Dean is dealing with a recent breakup, and we get a sense that he’s asking Marcel about his feelings as a way of avoiding his own. “Maybe you should connect with someone and not just make videos about them,” Marcel suggests.

There’s something very sweet about Marcel. With his unpredictable mix of wisdom and naiveté, he reaches Paddington Bear levels of wholesomeness, which is saying something.

But the film isn’t cloying, partly because it’s funny but mostly because it rides a wave of sweetly sad melancholy. This is one of those delicate works that makes you feel hopeful and happy while also keeping you perpetually on the verge of tears.

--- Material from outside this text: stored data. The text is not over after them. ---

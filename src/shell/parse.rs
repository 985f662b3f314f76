//! Command-line tokenizer

use crate::error::ShellError;

/// Output redirection attached to a command.
#[derive(Debug, Clone, PartialEq, Eq)]
pub enum Redirect {
    /// `> file`
    Truncate(String),
    /// `>> file`
    Append(String),
}

impl Redirect {
    pub fn target(&self) -> &str {
        match self {
            Redirect::Truncate(target) | Redirect::Append(target) => target,
        }
    }
}

/// One parsed command line.
#[derive(Debug, Clone, PartialEq, Eq)]
pub struct Command {
    pub name: String,
    pub args: Vec<String>,
    pub redirect: Option<Redirect>,
}

impl Command {
    /// Arguments from `start` on, joined by single spaces.
    pub fn joined_args(&self, start: usize) -> String {
        self.args.get(start..).map(|rest| rest.join(" ")).unwrap_or_default()
    }
}

/// Split a line on whitespace and pull out `>` / `>>` redirections.
///
/// Returns `Ok(None)` for a blank line. A redirection may appear anywhere on
/// the line; when several are given the last one wins.
pub fn parse_line(line: &str) -> Result<Option<Command>, ShellError> {
    let mut words = Vec::new();
    let mut redirect = None;
    let mut tokens = line.split_whitespace();

    while let Some(token) = tokens.next() {
        match token {
            ">" | ">>" => {
                let target = tokens
                    .next()
                    .filter(|t| *t != ">" && *t != ">>")
                    .ok_or_else(|| ShellError::MissingRedirectTarget(token.to_string()))?;
                redirect = Some(if token == ">" {
                    Redirect::Truncate(target.to_string())
                } else {
                    Redirect::Append(target.to_string())
                });
            }
            word => words.push(word.to_string()),
        }
    }

    let mut words = words.into_iter();
    let Some(name) = words.next() else {
        return Ok(None);
    };
    Ok(Some(Command {
        name,
        args: words.collect(),
        redirect,
    }))
}
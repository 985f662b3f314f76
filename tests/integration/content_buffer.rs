//! Integration tests for the rope-backed content buffer

use treefs::error::BufferError;
use treefs::rope::{ContentBuffer, MAX_LEAF_LEN};

/// Insert then delete restores the original text
#[test]
fn test_hello_beautiful_world() {
    let mut buffer = ContentBuffer::from_text("Hello World");
    buffer.insert(5, " Beautiful").unwrap();
    assert_eq!(buffer.to_string(), "Hello Beautiful World");

    assert_eq!(buffer.delete_substring(" Beautiful").unwrap(), 5);
    assert_eq!(buffer.to_string(), "Hello World");
    assert!(buffer.is_well_formed());
}

/// Failed edits report an error and leave the content untouched
#[test]
fn test_failed_edits_are_noops() {
    let mut buffer = ContentBuffer::from_text("abc");

    assert_eq!(
        buffer.insert(4, "x"),
        Err(BufferError::InvalidPosition { pos: 4, len: 3 })
    );
    assert_eq!(buffer.insert(1, ""), Err(BufferError::EmptyText));
    assert_eq!(buffer.append(""), Err(BufferError::EmptyText));
    assert!(matches!(
        buffer.delete_substring("zzz"),
        Err(BufferError::NotFound(_))
    ));
    assert_eq!(buffer.to_string(), "abc");
}

/// Insert at both ends of the buffer
#[test]
fn test_insert_at_boundaries() {
    let mut buffer = ContentBuffer::from_text("middle");
    buffer.insert(0, "<").unwrap();
    buffer.insert(buffer.len(), ">").unwrap();
    assert_eq!(buffer.to_string(), "<middle>");

    let mut empty = ContentBuffer::new();
    empty.insert(0, "first").unwrap();
    assert_eq!(empty.to_string(), "first");
}

/// Split leaves the source buffer intact and concat restores it
#[test]
fn test_split_is_non_destructive() {
    let text = "the quick brown fox jumps over the lazy dog";
    let buffer = ContentBuffer::from_text(text);

    let (left, right) = buffer.split(10);
    assert_eq!(left.to_string(), &text[..10]);
    assert_eq!(right.to_string(), &text[10..]);
    assert_eq!(buffer.to_string(), text);

    let joined = ContentBuffer::concat(left, right);
    assert_eq!(joined.to_string(), text);
    assert!(joined.is_well_formed());
}

/// Many appends keep the rope balanced
#[test]
fn test_repeated_append_stays_balanced() {
    let mut buffer = ContentBuffer::new();
    let mut expected = String::new();
    for i in 0..2000 {
        let chunk = format!("line {}\n", i);
        buffer.append(&chunk).unwrap();
        expected.push_str(&chunk);
    }

    assert_eq!(buffer.len(), expected.len());
    assert_eq!(buffer.to_string(), expected);
    assert!(buffer.is_well_formed());

    let leaves = expected.len().div_ceil(MAX_LEAF_LEN) as f64;
    assert!((buffer.height() as f64) <= 1.44 * (leaves + 2.0).log2() + 2.0);
}

/// find reports the first occurrence by byte offset
#[test]
fn test_find_first_occurrence() {
    let buffer = ContentBuffer::from_text("abcabcabc");
    assert_eq!(buffer.find("cab"), Some(2));
    assert_eq!(buffer.find("abcd"), None);
    assert_eq!(buffer.byte_at(4), Some(b'b'));
    assert_eq!(buffer.byte_at(9), None);
}
//! CLI route: single route table and run context.

use crate::cli::parse::Commands;
use crate::config::{ConfigLoader, TreefsConfig};
use crate::error::ApiError;
use crate::shell::{Shell, ShellOutcome};
use std::fs::File;
use std::io::{self, BufRead, BufReader, Write};
use std::path::{Path, PathBuf};
use tracing::{debug, info};

const BANNER: &str = "treefs shell. Type 'help' for commands, 'exit' to leave.";

/// Runtime context for CLI execution: the loaded configuration and where it
/// came from.
pub struct RunContext {
    config: TreefsConfig,
    workspace_root: PathBuf,
    config_path: Option<PathBuf>,
}

impl RunContext {
    /// Load and validate configuration. An explicit config path replaces the
    /// user and workspace files.
    pub fn new(workspace_root: PathBuf, config_path: Option<PathBuf>) -> Result<Self, ApiError> {
        let config = match config_path {
            Some(ref path) => ConfigLoader::load_from_file(path)?,
            None => ConfigLoader::load(&workspace_root)?,
        };
        Self::with_config(config, workspace_root, config_path)
    }

    /// Use an already-built configuration.
    pub fn with_config(
        config: TreefsConfig,
        workspace_root: PathBuf,
        config_path: Option<PathBuf>,
    ) -> Result<Self, ApiError> {
        config.ensure_valid()?;
        Ok(Self {
            config,
            workspace_root,
            config_path,
        })
    }

    pub fn config(&self) -> &TreefsConfig {
        &self.config
    }

    pub fn workspace_root(&self) -> &Path {
        &self.workspace_root
    }

    /// A fresh shell session.
    pub fn shell(&self) -> Shell {
        Shell::new(self.config.shell.clone())
    }

    /// Execute a CLI command via the single route table.
    pub fn execute(&self, command: &Commands) -> Result<String, ApiError> {
        debug!(?command, "routing command");
        match command {
            Commands::Shell => {
                let stdin = io::stdin();
                let mut stdout = io::stdout();
                writeln!(stdout, "{}", BANNER)?;
                run_session(&mut self.shell(), stdin.lock(), &mut stdout, true)?;
                Ok(String::new())
            }
            Commands::Run { script } => self.run_script(script),
            Commands::Config { format } => self.render_config(format),
        }
    }

    /// Execute every line of a script and collect the output.
    pub fn run_script(&self, script: &Path) -> Result<String, ApiError> {
        let file = File::open(script).map_err(|e| {
            ApiError::Io(io::Error::new(
                e.kind(),
                format!("{}: {}", script.display(), e),
            ))
        })?;
        info!(script = %script.display(), "running script");

        let mut output = Vec::new();
        run_session(&mut self.shell(), BufReader::new(file), &mut output, false)?;
        let text = String::from_utf8_lossy(&output);
        Ok(text.trim_end_matches('\n').to_string())
    }

    fn render_config(&self, format: &str) -> Result<String, ApiError> {
        let body = match format {
            "toml" => self.config.to_toml()?,
            "json" => serde_json::to_string_pretty(&self.config).map_err(|e| {
                ApiError::ConfigError(format!("Failed to serialize config: {}", e))
            })?,
            other => {
                return Err(ApiError::ConfigError(format!(
                    "Unknown format '{}' (expected toml or json)",
                    other
                )))
            }
        };
        let source = match &self.config_path {
            Some(path) => format!("# source: {}", path.display()),
            None => format!("# workspace: {}", self.workspace_root.display()),
        };
        if format == "toml" {
            Ok(format!("{}\n{}", source, body.trim_end()))
        } else {
            Ok(body)
        }
    }
}

/// Drive a shell from a line reader until EOF or `exit`.
///
/// Interactive sessions print a prompt before each line. Script sessions skip
/// blank lines and lines starting with `#`.
pub fn run_session<R: BufRead, W: Write>(
    shell: &mut Shell,
    input: R,
    out: &mut W,
    interactive: bool,
) -> Result<(), ApiError> {
    let mut lines = input.lines();
    loop {
        if interactive {
            write!(out, "{}", shell.prompt())?;
            out.flush()?;
        }
        let Some(line) = lines.next() else {
            if interactive {
                writeln!(out)?;
            }
            break;
        };
        let line = line?;
        if !interactive && line.trim_start().starts_with('#') {
            continue;
        }

        match shell.execute(&line) {
            ShellOutcome::Continue(text) if text.is_empty() => {}
            ShellOutcome::Continue(text) => writeln!(out, "{}", text)?,
            ShellOutcome::Exit => break,
        }
    }
    Ok(())
}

Marcel the Shell might look like an all-ages film, and it will work for kids who are OK with quirky, quiet, slow-paced fare. But it speaks also to grownups, with lovely, low-key observations on loneliness, aging and death.

This stealth seriousness might also explain why Slate and Fleischer-Camp have waited so long to make the move to a bigger project. The film is cleverly disguised pandemic art. Marcel and Nanna, rattling around an almost empty house, are thrown back on each other. They experience practical hardships and the loss of their community, but they also find consolation in everyday pleasures and small rituals.

In the end, this is a story about the need for connection, and it couldn’t come at a better time.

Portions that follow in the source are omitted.